Who even uses POP anymore? With services like Dropbox making it so easy to share files and Microsoft’s SkyDrive giving you 25 GB of storage for simply signing up, who needs to send large files via email? Not to mention the fact that most e-mail providers give you a ton of space to store attachments and whatnot, and that you could probably store thousands of text-only emails on a mail account if you really wanted / had to. If you’re at work and it’s part of your company policy to keep all important emails, it would make no sense to me that they’d store the mail on a workstation that could break or be replaced rather than storing it on a backed up server. POP is the reason I’m always hesitant to reinstall operating systems on my client’s computers because they’ll tell me they have 10 years worth of mail on their computer and it’s all stored in Outlook Express (which I really hate backing up) and that they couldn’t do without it. USE IMAP, PEOPLE!
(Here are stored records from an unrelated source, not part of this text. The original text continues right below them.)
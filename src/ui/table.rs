use eframe::egui::{RichText, Ui};
use egui_extras::{Column, TableBuilder};

use crate::state::AppState;

const ROW_HEIGHT: f32 = 18.0;

/// Aggregate rows up to the selected semester, for the selected program
/// first and then the others, as a striped table.
pub fn summary_table(ui: &mut Ui, state: &AppState) {
    let (Some(dashboard), Some(selection)) = (&state.dashboard, &state.selection) else {
        return;
    };

    let mut rows: Vec<_> = dashboard
        .rows()
        .iter()
        .filter(|r| r.semester_attended <= selection.max_semester)
        .collect();
    rows.sort_by_key(|r| r.study_program_code != selection.program);

    TableBuilder::new(ui)
        .striped(true)
        .column(Column::auto().at_least(120.0))
        .column(Column::auto())
        .column(Column::auto())
        .column(Column::auto())
        .column(Column::remainder())
        .header(ROW_HEIGHT + 2.0, |mut header| {
            for title in ["Study program", "Semester", "Mean ECTS", "Median ECTS", "Records"] {
                header.col(|ui| {
                    ui.strong(title);
                });
            }
        })
        .body(|body| {
            body.rows(ROW_HEIGHT, rows.len(), |mut row| {
                let r = rows[row.index()];
                let selected = r.study_program_code == selection.program;
                row.col(|ui| {
                    let text = RichText::new(&r.study_program_code);
                    ui.label(if selected { text.strong() } else { text });
                });
                row.col(|ui| {
                    ui.label(r.semester_attended.to_string());
                });
                row.col(|ui| {
                    ui.label(format!("{:.2}", r.mean_ects));
                });
                row.col(|ui| {
                    ui.label(format!("{:.2}", r.median_ects));
                });
                row.col(|ui| {
                    ui.label(r.count.to_string());
                });
            });
        });
}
Anyways, I slowly started moving messages back onto the server, but the server really hated this and bumped me off every 5 minutes because I had too many connections or something, but after turning off auto-fetch and any other background server interactions the server still fussed about too many connections, and thus I’ve only copied back 3/4ths of my mail. Oh well, at least I have a clean inbox now 🙂

After this whole email fiasco, I decided to move on to another problem: getting my email. Huh? Yeah, my university uses a FirstClass server for all email communications, and while I’ve taken a liking to the client, I dislike its webmail interface and am not too pleased with the fact that they make you use the client if you want to read email in other “conferences” than your own private mailbox or send mail. Sure, they let you forward email to another address, but it’s kind-of like watching a TV program that was captured by someone’s webcam pointed at the screen, then compressed to 15MB and uploaded to Youtube: it’s better to get the mail from the source. So I went to my good friend Google and found the client available as a .deb, installed it and it’s dependencies, started it up, and… nothing. Apparently FirstClass didn’t like the fact that I was running 64-bit Ubuntu, and so it refused to load until I got a few more libraries. Well, at least it’s working now, but wouldn’t the package manager notice this? It seems to do quite well every time I try and install a package and it alerts me to the fact that the package is the “Wrong Architecture.”

I could make a long story longer, but to kill it while it’s still slightly interesting (I hope), I’m still running Ubuntu quite often, and I can do a lot of fun things with it, some much better than on Windows, but I still prefer Windows for getting work done and playing games. Windows makes my life easier, and at the end-of-the-day, isn’t that what computers were designed for?